This is why the balancing act performed by Picard is so impressive. It shows us that institutions like the United Federation of Planets and Starfleet can become corrupt or isolationist and that even a man like Jean-Luc Picard – who literally exemplified the best in humanity when it was placed on trial – can make grave mistakes and fail. And yet the series still maintains the idealism at the core of the Star Trek universe: that all living things have value.

There are several ways Picard has accomplished this feat in the first few episodes and done so in a way that echoes the perils of our own time. The action of the series begins in an environment of paranoia and fear in the Federation due to what seemed like an uprising or mass failure of “synthetics” at the utopia planetia shipyards on Mars.

It’s a terrorist attack that we have yet to fully understand as the audience, but what we do understand is the impact of such an attack and the phenomena of a government like the Federation using it as an excuse to turn to isolation and prejudice. This happens not just to “synthetics” but to the Romulans, who the Federation was in the midst of helping at the time of the Mars attack.
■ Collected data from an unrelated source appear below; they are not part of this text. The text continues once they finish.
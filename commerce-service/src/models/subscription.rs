use chrono::{DateTime, Utc};
use serde::{Deserialize, Serialize};
use sqlx::FromRow;
use uuid::Uuid;

use super::Plan;

#[derive(Debug, Clone, Copy, PartialEq, Eq, Serialize, Deserialize)]
#[serde(rename_all = "snake_case")]
pub enum SubscriptionStatus {
    /// Created alongside an order, waiting for its payment.
    Pending,
    Active,
    Expired,
    Canceled,
}

impl SubscriptionStatus {
    pub fn as_str(&self) -> &'static str {
        match self {
            SubscriptionStatus::Pending => "pending",
            SubscriptionStatus::Active => "active",
            SubscriptionStatus::Expired => "expired",
            SubscriptionStatus::Canceled => "canceled",
        }
    }
}

impl TryFrom<String> for SubscriptionStatus {
    type Error = String;

    fn try_from(value: String) -> Result<Self, Self::Error> {
        match value.as_str() {
            "pending" => Ok(SubscriptionStatus::Pending),
            "active" => Ok(SubscriptionStatus::Active),
            "expired" => Ok(SubscriptionStatus::Expired),
            "canceled" => Ok(SubscriptionStatus::Canceled),
            other => Err(format!("unknown subscription status '{}'", other)),
        }
    }
}

/// A user's access window on a plan.
#[derive(Debug, Clone, PartialEq, Serialize, Deserialize, FromRow)]
pub struct Subscription {
    pub id: Uuid,
    pub user_id: Uuid,
    pub plan_id: Uuid,
    /// Order that paid for this subscription; `None` for trials.
    pub order_id: Option<Uuid>,
    pub start_date: DateTime<Utc>,
    pub end_date: DateTime<Utc>,
    #[sqlx(try_from = "String")]
    pub status: SubscriptionStatus,
    pub is_trial: bool,
    pub created_at: DateTime<Utc>,
    pub updated_at: DateTime<Utc>,
}

impl Subscription {
    /// Free trial window starting now.
    pub fn trial(user_id: Uuid, plan: &Plan) -> Self {
        Self::build(user_id, plan, None, SubscriptionStatus::Active, true)
    }

    /// Placeholder for a paid order; activated once the payment settles.
    pub fn pending_for_order(user_id: Uuid, plan: &Plan, order_id: Uuid) -> Self {
        Self::build(user_id, plan, Some(order_id), SubscriptionStatus::Pending, false)
    }

    fn build(
        user_id: Uuid,
        plan: &Plan,
        order_id: Option<Uuid>,
        status: SubscriptionStatus,
        is_trial: bool,
    ) -> Self {
        let now = Utc::now();
        Self {
            id: Uuid::new_v4(),
            user_id,
            plan_id: plan.id,
            order_id,
            start_date: now,
            end_date: plan.window_end(now),
            status,
            is_trial,
            created_at: now,
            updated_at: now,
        }
    }

    /// Active and not yet past its end date.
    pub fn is_current(&self, now: DateTime<Utc>) -> bool {
        self.status == SubscriptionStatus::Active && self.end_date > now
    }

    /// Flip to active from `starts_at`. The plan's length is counted from
    /// `counted_from`, which lies after `starts_at` when unused time of a
    /// replaced subscription carries over.
    pub fn activate(&mut self, plan: &Plan, starts_at: DateTime<Utc>, counted_from: DateTime<Utc>) {
        self.status = SubscriptionStatus::Active;
        self.start_date = starts_at;
        self.end_date = plan.window_end(counted_from.max(starts_at));
        self.updated_at = Utc::now();
    }

    pub fn set_status(&mut self, status: SubscriptionStatus) {
        self.status = status;
        self.updated_at = Utc::now();
    }
}
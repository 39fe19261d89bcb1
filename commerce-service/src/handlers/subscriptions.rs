use axum::{extract::State, Json};
use service_core::error::AppError;

use crate::dtos::{AccessResponse, SubscriptionResponse};
use crate::middleware::AuthUser;
use crate::startup::AppState;

pub async fn list_subscriptions(
    State(state): State<AppState>,
    user: AuthUser,
) -> Result<Json<Vec<SubscriptionResponse>>, AppError> {
    let subscriptions = state.subscriptions.list_for_user(user.user_id).await?;
    Ok(Json(
        subscriptions
            .into_iter()
            .map(SubscriptionResponse::from)
            .collect(),
    ))
}

/// 200 while the caller holds a running subscription, 403 otherwise.
pub async fn check_access(
    State(state): State<AppState>,
    user: AuthUser,
) -> Result<Json<AccessResponse>, AppError> {
    if state
        .subscriptions
        .has_active_subscription(user.user_id)
        .await?
    {
        Ok(Json(AccessResponse { active: true }))
    } else {
        Err(AppError::Forbidden(anyhow::anyhow!(
            "An active subscription is required"
        )))
    }
}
The Federation and Star Fleet, which so often in other Trek iterations have been this ideal of Utopian perfection (though corruptible as we saw in that one episode where like, evil alien bugs were controlling some admirals’ minds…) is now fallible. It’s responding in a way we know governments and the armed forces often will: with suspicion and fear. But the “enemy” is also one that’s incredibly complex, which is what makes this all so interesting.

Picard has also done something that The Next Generation didn’t have the budget or perspective to do very often: humanize (well, maybe that’s not the best word, but at least make sympathetic) the Romulans. The Romulans have always been the ultimate cold, calculating villains in Star Trek. In Picard however, we have several complex, sympathetic Romulans on a spectrum of moral alignments: From Picard’s friends on the vineyard to Narek, who I think we’ve all agreed to call “hot Romulan Ben Whishaw.”
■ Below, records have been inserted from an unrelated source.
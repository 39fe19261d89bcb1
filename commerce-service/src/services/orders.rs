//! Order creation and payment reconciliation.
//!
//! An order, its payment and the pending subscription it buys are written in
//! one store transaction that also spans the gateway request. The callback
//! later settles all three together.

use chrono::Utc;
use std::sync::Arc;
use uuid::Uuid;
use validator::Validate;

use super::error::ServiceError;
use super::gateway::{PaymentGateway, PaymentRequest};
use super::metrics::{record_order_created, record_payment_callback};
use super::store::{CommerceStore, PaymentRecord, StoreTx};
use super::subscriptions::sweep_expired;
use crate::models::{
    ContactSnapshot, Order, OrderStatus, Payment, PaymentStatus, Plan, Subscription,
    SubscriptionStatus, User,
};

/// Everything created by a successful order.
#[derive(Debug, Clone)]
pub struct OrderDetail {
    pub order: Order,
    pub payment: Payment,
    pub plan: Plan,
    pub user: User,
}

/// How a gateway callback was resolved. Only the first two send the user to
/// the success page.
#[derive(Debug, Clone, Copy, PartialEq, Eq)]
pub enum CallbackOutcome {
    Paid,
    AlreadyPaid,
    Failed,
    AlreadyFailed,
    /// Cancelled by the user or malformed; nothing was touched.
    Rejected,
    UnknownAuthority,
    /// Settlement could not be recorded; the payment stays pending.
    Error,
}

impl CallbackOutcome {
    pub fn is_success(&self) -> bool {
        matches!(self, CallbackOutcome::Paid | CallbackOutcome::AlreadyPaid)
    }

    pub fn as_str(&self) -> &'static str {
        match self {
            CallbackOutcome::Paid => "paid",
            CallbackOutcome::AlreadyPaid => "already_paid",
            CallbackOutcome::Failed => "failed",
            CallbackOutcome::AlreadyFailed => "already_failed",
            CallbackOutcome::Rejected => "rejected",
            CallbackOutcome::UnknownAuthority => "unknown_authority",
            CallbackOutcome::Error => "error",
        }
    }
}

#[derive(Clone)]
pub struct OrderService {
    store: Arc<dyn CommerceStore>,
    gateway: Arc<dyn PaymentGateway>,
    callback_url: String,
}

impl OrderService {
    pub fn new(
        store: Arc<dyn CommerceStore>,
        gateway: Arc<dyn PaymentGateway>,
        callback_url: String,
    ) -> Self {
        Self {
            store,
            gateway,
            callback_url,
        }
    }

    #[tracing::instrument(skip(self, contact), fields(user_id = %user_id, plan_id = %plan_id))]
    pub async fn create_order(
        &self,
        user_id: Uuid,
        plan_id: Uuid,
        contact: ContactSnapshot,
    ) -> Result<OrderDetail, ServiceError> {
        let result = self.create_order_inner(user_id, plan_id, contact).await;
        record_order_created(match &result {
            Ok(_) => "created",
            Err(ServiceError::Conflict(_)) => "conflict",
            Err(ServiceError::Validation(_)) | Err(ServiceError::NotFound(_)) => "rejected",
            Err(ServiceError::Gateway(_)) => "gateway_error",
            Err(_) => "error",
        });
        result
    }

    async fn create_order_inner(
        &self,
        user_id: Uuid,
        plan_id: Uuid,
        contact: ContactSnapshot,
    ) -> Result<OrderDetail, ServiceError> {
        let mut tx = self.store.begin().await?;

        let user = tx
            .lock_user(user_id)
            .await?
            .ok_or(ServiceError::NotFound("User"))?;

        let current = sweep_expired(tx.as_mut(), user_id, Utc::now()).await?;
        if !current.is_empty() {
            return Err(ServiceError::Conflict(
                "You already have an active subscription".to_string(),
            ));
        }

        let plan = tx
            .get_plan(plan_id)
            .await?
            .ok_or(ServiceError::NotFound("Plan"))?;
        if plan.is_trial() {
            return Err(ServiceError::Validation(
                "This plan is not available for purchase".to_string(),
            ));
        }

        contact.validate()?;

        let order = Order::new(user.id, plan.id, contact);
        tx.insert_order(&order).await?;

        let mut payment = Payment::for_order(&order, &plan);
        tx.insert_payment(&payment, &plan).await?;

        let initiation = self
            .gateway
            .request_payment(PaymentRequest {
                amount: payment.amount,
                callback_url: self.callback_url.clone(),
                description: format!("Payment for order {}", order.id),
                mobile: Some(order.phone.clone()),
                email: user.email.clone(),
                metadata: None,
            })
            .await
            .map_err(|e| {
                tracing::warn!(order_id = %order.id, error = %e, "Payment request failed, rolling back order");
                e
            })?;

        let authority = initiation.authority.clone();
        payment.authority = Some(initiation.authority);
        payment.payment_url = Some(initiation.payment_url);
        payment.gateway_response = Some(initiation.raw_response);
        payment.updated_at = Utc::now();

        let finish = async {
            tx.update_payment(&payment).await?;
            tx.insert_subscription(&Subscription::pending_for_order(user.id, &plan, order.id))
                .await?;
            tx.commit().await
        };

        if let Err(e) = finish.await {
            tracing::error!(
                authority = %authority,
                order_id = %order.id,
                error = %e,
                "Order rolled back after gateway issued an authority"
            );
            return Err(e);
        }

        tracing::info!(order_id = %order.id, authority = %authority, amount = payment.amount, "Order created");

        Ok(OrderDetail {
            order,
            payment,
            plan,
            user,
        })
    }

    /// Settles the payment behind a gateway callback. Never fails: every
    /// problem is logged and reported as a non-success outcome.
    #[tracing::instrument(skip(self))]
    pub async fn reconcile_callback(
        &self,
        authority: Option<&str>,
        status: Option<&str>,
    ) -> CallbackOutcome {
        let outcome = match (authority.filter(|a| !a.is_empty()), status) {
            (Some(authority), Some("OK")) => match self.settle(authority).await {
                Ok(outcome) => outcome,
                Err(e) => {
                    tracing::error!(authority = %authority, error = %e, "Payment callback could not be recorded");
                    CallbackOutcome::Error
                }
            },
            _ => CallbackOutcome::Rejected,
        };

        record_payment_callback(outcome.as_str());
        tracing::info!(outcome = outcome.as_str(), "Payment callback handled");
        outcome
    }

    async fn settle(&self, authority: &str) -> Result<CallbackOutcome, ServiceError> {
        let mut tx = self.store.begin().await?;

        let Some(mut payment) = tx.payment_by_authority(authority).await? else {
            tracing::warn!(authority = %authority, "Callback for unknown authority");
            return Ok(CallbackOutcome::UnknownAuthority);
        };

        match payment.status {
            PaymentStatus::Paid => return Ok(CallbackOutcome::AlreadyPaid),
            PaymentStatus::Failed => return Ok(CallbackOutcome::AlreadyFailed),
            PaymentStatus::Pending => {}
        }

        // Settlements for one user run one at a time so activation sees the
        // windows other payments already opened.
        tx.lock_user(payment.user_id)
            .await?
            .ok_or(ServiceError::NotFound("User"))?;

        match self.gateway.verify_payment(authority, payment.amount).await {
            Ok(verification) if verification.is_settled() => {
                payment.mark_paid(verification.ref_id, verification.raw_response);
                self.activate(tx.as_mut(), &payment).await?;
                tx.commit().await?;
                tracing::info!(payment_id = %payment.id, order_id = %payment.order_id, "Payment settled");
                Ok(CallbackOutcome::Paid)
            }
            Ok(verification) => {
                self.fail(tx, payment, Some(verification.raw_response)).await
            }
            Err(e) => {
                tracing::warn!(authority = %authority, error = %e, "Payment verification failed");
                let raw = e.raw_response().cloned();
                self.fail(tx, payment, raw).await
            }
        }
    }

    async fn activate(&self, tx: &mut dyn StoreTx, payment: &Payment) -> Result<(), ServiceError> {
        tx.update_payment(payment).await?;
        tx.set_order_status(payment.order_id, OrderStatus::Completed)
            .await?;

        let order = tx
            .get_order(payment.order_id)
            .await?
            .ok_or(ServiceError::NotFound("Order"))?;
        let plan = tx
            .get_plan(order.plan_id)
            .await?
            .ok_or(ServiceError::NotFound("Plan"))?;

        let now = Utc::now();
        let running = sweep_expired(tx, order.user_id, now).await?;

        // Time left on a running window is added to the paid one.
        let counted_from = running
            .iter()
            .map(|s| s.end_date)
            .max()
            .map_or(now, |end| end.max(now));
        for mut superseded in running {
            superseded.set_status(SubscriptionStatus::Canceled);
            tx.update_subscription(&superseded).await?;
            tracing::info!(subscription_id = %superseded.id, "Subscription superseded by paid order");
        }

        match tx.subscription_for_order(order.id).await? {
            Some(mut subscription) => {
                subscription.activate(&plan, now, counted_from);
                tx.update_subscription(&subscription).await?;
            }
            None => {
                tracing::warn!(order_id = %order.id, "No pending subscription for paid order, creating one");
                let mut subscription = Subscription::pending_for_order(order.user_id, &plan, order.id);
                subscription.activate(&plan, now, counted_from);
                tx.insert_subscription(&subscription).await?;
            }
        }
        Ok(())
    }

    async fn fail(
        &self,
        mut tx: Box<dyn StoreTx>,
        mut payment: Payment,
        raw: Option<serde_json::Value>,
    ) -> Result<CallbackOutcome, ServiceError> {
        payment.mark_failed(raw);
        tx.update_payment(&payment).await?;
        tx.set_order_status(payment.order_id, OrderStatus::Canceled)
            .await?;
        if let Some(mut subscription) = tx.subscription_for_order(payment.order_id).await? {
            if subscription.status == SubscriptionStatus::Pending {
                subscription.set_status(SubscriptionStatus::Canceled);
                tx.update_subscription(&subscription).await?;
            }
        }
        tx.commit().await?;
        tracing::info!(payment_id = %payment.id, order_id = %payment.order_id, "Payment failed");
        Ok(CallbackOutcome::Failed)
    }

    pub async fn list_user_payments(&self, user_id: Uuid) -> Result<Vec<PaymentRecord>, ServiceError> {
        self.store.list_user_payments(user_id).await
    }
}
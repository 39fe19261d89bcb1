pub mod admin;
pub mod auth;

pub use admin::{admin_auth_middleware, ADMIN_API_KEY_HEADER};
pub use auth::{auth_middleware, AuthUser};
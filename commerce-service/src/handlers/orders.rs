use axum::{extract::State, http::StatusCode, Json};
use service_core::error::AppError;

use crate::dtos::{CreateOrderRequest, OrderResponse, UserPaymentResponse};
use crate::middleware::AuthUser;
use crate::startup::AppState;

pub async fn create_order(
    State(state): State<AppState>,
    user: AuthUser,
    Json(payload): Json<CreateOrderRequest>,
) -> Result<(StatusCode, Json<OrderResponse>), AppError> {
    tracing::info!(
        user_id = %user.user_id,
        plan_id = %payload.plan_id,
        "Creating order"
    );

    let detail = state
        .orders
        .create_order(user.user_id, payload.plan_id, payload.contact)
        .await?;

    Ok((StatusCode::CREATED, Json(OrderResponse::from(detail))))
}

pub async fn list_user_payments(
    State(state): State<AppState>,
    user: AuthUser,
) -> Result<Json<Vec<UserPaymentResponse>>, AppError> {
    let records = state.orders.list_user_payments(user.user_id).await?;
    Ok(Json(
        records.into_iter().map(UserPaymentResponse::from).collect(),
    ))
}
Picard has shown us interesting looks at Romulan culture, but we’re still suspicious of them since there are Romulan agents in Star Fleet (eeep!)but…the Romulans are also working to save former Borg? It’s all very mysterious and complex and it reflects, yes a world where utopia has literally been blown up, but one still where there is humanity (you know what I mean) in everyone. Picard, the man, still believes in that, but it’s hard.

This is especially true in terms of how the show is portraying Picard himself. As I noted, he’s not perfect. In fact, he is haunted by the Mars attack and how it led to the federation to abandon the Romulans. And he’s also tortured by the fact that his grand gesture – resigning from the Federation in protest – failed to make an impact.

I love this but I also love that we see the consequences of that decision for others, like Raffi (Michelle Hurd). It’s really interesting that we see the effect of Picard’s moral stance of a woman like Raffi, who is destroyed by Picard’s resignation and ends up paranoid and using drugs (they do exist in the Federation!). Raffi shows a human, hurt side of Star Trek that we didn’t see enough of in the more sterile world of The Next Generation, and yet it works. The same is true of captain Rios (Santiago Cabrera) and Dr. Jurati (Alison Pill). They exist in opposition to the Federation, but not its ideals of unity and humanity…but against its failures. The heroes of Picard are standing up for what Star Fleet has forgotten.

How will this darker, but more nuanced take on the Trek world continue to play out? I genuinely don’t know and that’s super exciting.

Star Trek: Picard is available on CBS All Access.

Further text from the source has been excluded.